» **SOURCE MATERIAL**:

____

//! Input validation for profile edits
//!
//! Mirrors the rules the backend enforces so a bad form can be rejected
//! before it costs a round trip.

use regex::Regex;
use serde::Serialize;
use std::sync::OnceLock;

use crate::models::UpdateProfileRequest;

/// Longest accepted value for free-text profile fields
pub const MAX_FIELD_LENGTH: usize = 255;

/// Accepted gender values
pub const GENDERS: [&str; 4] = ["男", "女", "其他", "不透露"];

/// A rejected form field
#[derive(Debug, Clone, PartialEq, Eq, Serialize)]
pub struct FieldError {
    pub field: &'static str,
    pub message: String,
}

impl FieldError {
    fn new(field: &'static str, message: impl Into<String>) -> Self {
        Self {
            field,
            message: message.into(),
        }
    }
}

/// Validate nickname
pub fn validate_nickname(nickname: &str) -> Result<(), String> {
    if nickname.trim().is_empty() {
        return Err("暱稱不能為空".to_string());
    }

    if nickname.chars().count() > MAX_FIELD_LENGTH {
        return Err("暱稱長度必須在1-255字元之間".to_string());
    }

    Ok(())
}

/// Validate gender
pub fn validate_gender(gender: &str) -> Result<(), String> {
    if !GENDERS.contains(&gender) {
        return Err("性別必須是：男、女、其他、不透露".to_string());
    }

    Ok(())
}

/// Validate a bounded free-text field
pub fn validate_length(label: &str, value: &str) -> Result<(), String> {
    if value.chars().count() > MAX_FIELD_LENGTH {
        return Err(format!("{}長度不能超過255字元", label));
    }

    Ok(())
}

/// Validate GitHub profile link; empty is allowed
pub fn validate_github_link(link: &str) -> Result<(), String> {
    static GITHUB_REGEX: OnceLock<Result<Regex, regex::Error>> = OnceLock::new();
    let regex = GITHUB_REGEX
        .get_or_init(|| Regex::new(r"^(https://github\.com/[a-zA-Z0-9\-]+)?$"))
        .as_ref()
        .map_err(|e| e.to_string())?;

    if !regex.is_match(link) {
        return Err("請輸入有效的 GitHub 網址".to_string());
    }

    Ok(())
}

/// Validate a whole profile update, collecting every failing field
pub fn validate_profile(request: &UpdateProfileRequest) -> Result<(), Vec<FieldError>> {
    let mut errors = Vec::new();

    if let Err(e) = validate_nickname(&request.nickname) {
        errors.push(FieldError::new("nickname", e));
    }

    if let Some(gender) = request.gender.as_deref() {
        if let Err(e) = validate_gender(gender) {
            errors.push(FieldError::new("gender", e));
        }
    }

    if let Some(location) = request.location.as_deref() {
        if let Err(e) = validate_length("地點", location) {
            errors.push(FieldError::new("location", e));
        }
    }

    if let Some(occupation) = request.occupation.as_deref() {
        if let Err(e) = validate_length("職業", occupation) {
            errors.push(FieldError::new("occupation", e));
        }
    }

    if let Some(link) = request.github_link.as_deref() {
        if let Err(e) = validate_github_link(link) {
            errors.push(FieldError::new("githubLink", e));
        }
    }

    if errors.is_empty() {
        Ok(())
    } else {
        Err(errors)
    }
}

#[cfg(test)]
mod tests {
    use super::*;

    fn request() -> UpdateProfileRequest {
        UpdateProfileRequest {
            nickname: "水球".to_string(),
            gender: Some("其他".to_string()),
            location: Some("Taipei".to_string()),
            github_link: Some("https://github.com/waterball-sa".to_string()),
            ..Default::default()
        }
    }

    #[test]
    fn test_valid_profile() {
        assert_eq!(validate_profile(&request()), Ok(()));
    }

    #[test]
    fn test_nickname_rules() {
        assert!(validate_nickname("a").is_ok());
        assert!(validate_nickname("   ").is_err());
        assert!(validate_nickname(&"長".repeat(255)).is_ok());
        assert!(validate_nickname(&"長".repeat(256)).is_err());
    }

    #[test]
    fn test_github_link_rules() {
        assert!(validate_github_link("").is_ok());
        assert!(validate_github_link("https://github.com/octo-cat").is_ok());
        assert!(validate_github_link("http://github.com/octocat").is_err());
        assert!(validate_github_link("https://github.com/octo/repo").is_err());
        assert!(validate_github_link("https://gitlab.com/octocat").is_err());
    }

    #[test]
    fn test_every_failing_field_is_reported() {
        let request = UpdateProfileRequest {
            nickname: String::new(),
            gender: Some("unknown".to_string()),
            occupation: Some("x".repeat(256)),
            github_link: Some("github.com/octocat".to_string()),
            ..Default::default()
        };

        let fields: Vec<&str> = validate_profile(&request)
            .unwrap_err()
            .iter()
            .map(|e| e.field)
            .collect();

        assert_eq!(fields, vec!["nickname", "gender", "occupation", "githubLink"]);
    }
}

____

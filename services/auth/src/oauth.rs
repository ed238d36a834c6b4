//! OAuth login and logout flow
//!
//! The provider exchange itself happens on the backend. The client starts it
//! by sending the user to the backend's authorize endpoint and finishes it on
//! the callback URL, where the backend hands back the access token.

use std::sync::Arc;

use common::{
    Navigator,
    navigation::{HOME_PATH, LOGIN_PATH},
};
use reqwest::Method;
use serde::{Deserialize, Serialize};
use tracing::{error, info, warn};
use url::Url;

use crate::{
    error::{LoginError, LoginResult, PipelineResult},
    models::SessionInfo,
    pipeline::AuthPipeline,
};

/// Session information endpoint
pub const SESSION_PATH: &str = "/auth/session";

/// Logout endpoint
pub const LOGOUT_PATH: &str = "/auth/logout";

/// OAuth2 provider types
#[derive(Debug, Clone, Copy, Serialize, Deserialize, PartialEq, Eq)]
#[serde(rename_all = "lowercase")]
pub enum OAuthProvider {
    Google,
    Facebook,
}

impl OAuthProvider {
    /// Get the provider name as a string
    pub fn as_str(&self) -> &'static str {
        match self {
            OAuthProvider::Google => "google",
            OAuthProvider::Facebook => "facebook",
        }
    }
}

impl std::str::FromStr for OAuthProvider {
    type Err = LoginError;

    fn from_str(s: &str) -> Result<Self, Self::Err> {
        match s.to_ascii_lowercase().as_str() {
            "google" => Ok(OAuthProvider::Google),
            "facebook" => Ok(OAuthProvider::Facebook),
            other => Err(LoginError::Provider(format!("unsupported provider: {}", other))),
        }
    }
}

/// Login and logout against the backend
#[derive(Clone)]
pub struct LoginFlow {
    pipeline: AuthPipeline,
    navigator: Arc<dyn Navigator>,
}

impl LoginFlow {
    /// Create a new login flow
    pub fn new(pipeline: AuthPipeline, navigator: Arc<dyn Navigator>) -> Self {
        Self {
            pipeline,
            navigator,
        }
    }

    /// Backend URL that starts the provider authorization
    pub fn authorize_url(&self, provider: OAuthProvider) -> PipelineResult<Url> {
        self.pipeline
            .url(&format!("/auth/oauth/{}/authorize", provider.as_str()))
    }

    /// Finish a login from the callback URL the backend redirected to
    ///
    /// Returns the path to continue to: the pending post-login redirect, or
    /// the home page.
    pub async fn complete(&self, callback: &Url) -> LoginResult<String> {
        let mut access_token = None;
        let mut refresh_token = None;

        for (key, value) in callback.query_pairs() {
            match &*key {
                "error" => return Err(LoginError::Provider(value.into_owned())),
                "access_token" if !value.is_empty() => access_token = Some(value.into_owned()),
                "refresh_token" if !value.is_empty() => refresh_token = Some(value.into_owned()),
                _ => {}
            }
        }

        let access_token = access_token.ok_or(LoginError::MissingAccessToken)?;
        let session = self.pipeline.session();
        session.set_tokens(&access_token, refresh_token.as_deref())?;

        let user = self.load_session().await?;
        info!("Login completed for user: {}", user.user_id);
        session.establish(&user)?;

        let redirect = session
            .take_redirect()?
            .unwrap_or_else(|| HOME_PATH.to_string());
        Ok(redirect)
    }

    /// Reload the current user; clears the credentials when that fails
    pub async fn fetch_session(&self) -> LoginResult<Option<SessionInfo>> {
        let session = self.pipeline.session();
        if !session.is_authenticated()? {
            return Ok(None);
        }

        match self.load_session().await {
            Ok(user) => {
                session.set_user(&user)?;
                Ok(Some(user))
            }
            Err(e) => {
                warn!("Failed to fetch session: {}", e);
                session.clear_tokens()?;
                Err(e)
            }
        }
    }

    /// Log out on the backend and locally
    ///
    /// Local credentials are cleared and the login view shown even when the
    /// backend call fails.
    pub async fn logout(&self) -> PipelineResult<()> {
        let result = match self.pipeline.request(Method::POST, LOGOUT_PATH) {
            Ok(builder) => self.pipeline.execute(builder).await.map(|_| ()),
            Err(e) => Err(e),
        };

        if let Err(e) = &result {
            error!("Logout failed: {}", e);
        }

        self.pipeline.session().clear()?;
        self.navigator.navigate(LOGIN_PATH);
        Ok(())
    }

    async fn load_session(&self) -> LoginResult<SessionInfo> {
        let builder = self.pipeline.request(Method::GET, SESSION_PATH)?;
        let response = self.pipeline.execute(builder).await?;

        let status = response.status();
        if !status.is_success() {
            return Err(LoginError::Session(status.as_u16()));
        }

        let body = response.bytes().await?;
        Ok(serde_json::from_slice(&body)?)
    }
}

____

Among the records above, extract exactly the lines from the line with "pub fn validate_profile(request: &UpdateProfileRequest)" to the line with "if let Some(gender)", both lines included, and leave out the rest.

pub fn validate_profile(request: &UpdateProfileRequest) -> Result<(), Vec<FieldError>> {
    let mut errors = Vec::new();

    if let Err(e) = validate_nickname(&request.nickname) {
        errors.push(FieldError::new("nickname", e));
    }

    if let Some(gender) = request.gender.as_deref() {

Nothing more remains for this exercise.